I have students gather around the center lab table and pour the orange ammonium dichromate crystals onto the wire gauze.  I ask them to describe the reactant, and they indicate that is is orange, solid and small crystals.  I then insert a small strip of magnesium into the peak of the pile to serve as our fuse.  I ask students about what happens when they burn pure magnesium, and someone remembers the bright white flame from last semester.  I ask for a student volunteer to light the magnesium, and caution the class to avert their eyes while the magnesium burns.

When the magnesium is done, the ammonium dichromate is decomposing, throwing off sparks and deep green, fluffy crystals of chromium (III) oxide.  When the reaction is over, we turn the lights back on and let students observe the product.  When we discuss signs of a reaction, students add color changes to their observation of energy.

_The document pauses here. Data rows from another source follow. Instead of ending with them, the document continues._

//! Chrome DevTools Protocol client: a multiplexing WebSocket connection,
//! target sessions and a Fetch-domain request router.

pub mod client;
pub mod connection;
pub mod proto;

pub use client::{CdpClient, CdpClientSession, PausedRequest, RequestAction, RequestStage};
pub use connection::CdpConnection;
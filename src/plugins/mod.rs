//! Built-in plugins. Each file exposes a `SPEC` registration table that the
//! build-time metadata extractor reads as plain literals.

pub mod direct;

use crate::{common::PipeResult, session::Session};

pub fn register_builtin(session: &mut Session) -> PipeResult<()> {
    session.register(Box::new(direct::DirectPlugin))?;
    Ok(())
}
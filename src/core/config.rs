//! Loader configuration
//!
//! Describes how a delimited road file is laid out. Every key is optional,
//! so a TOML file only needs to name what differs from the defaults:
//!
//! ```toml
//! delimiter = ";"
//! [columns]
//! start = "FromNode"
//! end = "ToNode"
//! label = 9
//! distance = "ArcMiles"
//! ```

use std::fs;
use std::path::Path;
use std::str::FromStr;

use serde::{Deserialize, Serialize};

use crate::core::error::{Error, Result};
use crate::core::record::ColumnMapping;

/// How to read a road dataset and how to query it
#[derive(Debug, Clone, PartialEq, Serialize, Deserialize)]
#[serde(default, deny_unknown_fields)]
pub struct LoaderConfig {
    /// Field separator, a single ASCII character
    pub delimiter: char,

    /// Whether the first row names the columns
    pub has_headers: bool,

    /// Relax each Bellman-Ford column in parallel
    pub parallel: bool,

    pub columns: ColumnMapping,
}

impl Default for LoaderConfig {
    fn default() -> Self {
        Self {
            delimiter: ',',
            has_headers: true,
            parallel: false,
            columns: ColumnMapping::default(),
        }
    }
}

impl LoaderConfig {
    /// Parse a configuration from TOML text
    pub fn from_toml_str(text: &str) -> Result<Self> {
        let config: Self = toml::from_str(text).map_err(|e| Error::Config(e.to_string()))?;
        config.delimiter_byte()?;
        Ok(config)
    }

    /// Read a configuration file
    pub fn from_file<P: AsRef<Path>>(path: P) -> Result<Self> {
        let path = path.as_ref();
        let text = fs::read_to_string(path).map_err(|source| Error::FileAccess {
            path: path.to_path_buf(),
            source,
        })?;
        Self::from_toml_str(&text)
    }

    /// Delimiter as the single byte the csv reader expects
    pub fn delimiter_byte(&self) -> Result<u8> {
        if self.delimiter.is_ascii() {
            Ok(self.delimiter as u8)
        } else {
            Err(Error::Config(format!(
                "delimiter must be a single ASCII character, got '{}'",
                self.delimiter
            )))
        }
    }
}

/// Built-in dataset layouts
#[derive(Debug, Clone, Copy, PartialEq, Eq)]
pub enum Preset {
    /// Columns named `start`, `end`, `name`, `distance`
    Default,
    /// VTrans road centerline CSV export
    VtRoadCenterline,
}

impl Preset {
    pub fn config(self) -> LoaderConfig {
        match self {
            Preset::Default => LoaderConfig::default(),
            Preset::VtRoadCenterline => LoaderConfig {
                columns: ColumnMapping::vt_road_centerline(),
                ..LoaderConfig::default()
            },
        }
    }
}

impl FromStr for Preset {
    type Err = Error;

    fn from_str(s: &str) -> Result<Self> {
        match s.trim().to_ascii_lowercase().as_str() {
            "default" => Ok(Preset::Default),
            "vt-road-centerline" | "vt" => Ok(Preset::VtRoadCenterline),
            other => Err(Error::Config(format!(
                "unknown preset '{other}' (expected 'default' or 'vt-road-centerline')"
            ))),
        }
    }
}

Note:  The chromium (III) oxide is a pain to clean up.  I always do this demonstration over a large tray so I can just dump the product into the garbage can at the end.

Drawing Conclusions

10 minutes

Now I give the students the remainder of the period to answer the summary questions at the bottom of the page.  Today they learned quite a bit, and still may need to struggle through interpreting the symbols of chemical equations.  When students are struggling with that part, I have them think about each demo, and why would one chemical have been labeled with a G, vs an L or an S?

I have to explain the use of the cursive L to stand for liquid, so that students won't misinterpret it as a capital I.  Writing the lower case L in cursive was a trick my high school chemistry teacher insisted upon, and I insist upon it still, especially to avoid confusion with the symbol for chlorine versus carbon iodide as we learn more about writing and balancing reactions.

When the period ends, I collect their sheets.  I am mostly checking to see how they followed the lesson, or if they stopped writing.  The next day, I will follow up with some students about how these will be functioning as their notes, and that it is important to be sure to get all the information as we go so they can study later.

The content I am most interested in is their summary and the definitions of synthesis and decomposition reactions.  The student above substitutes one of the characteristics of synthesis reactions as a general rule for all reactions.  The next day, I needed to really hammer home the idea of atoms being re-arranged in reactions, and that there are different ways they might be re-arranged.  One of the key concepts in our district is differentiating between reaction types, so having a good definition now will help them later.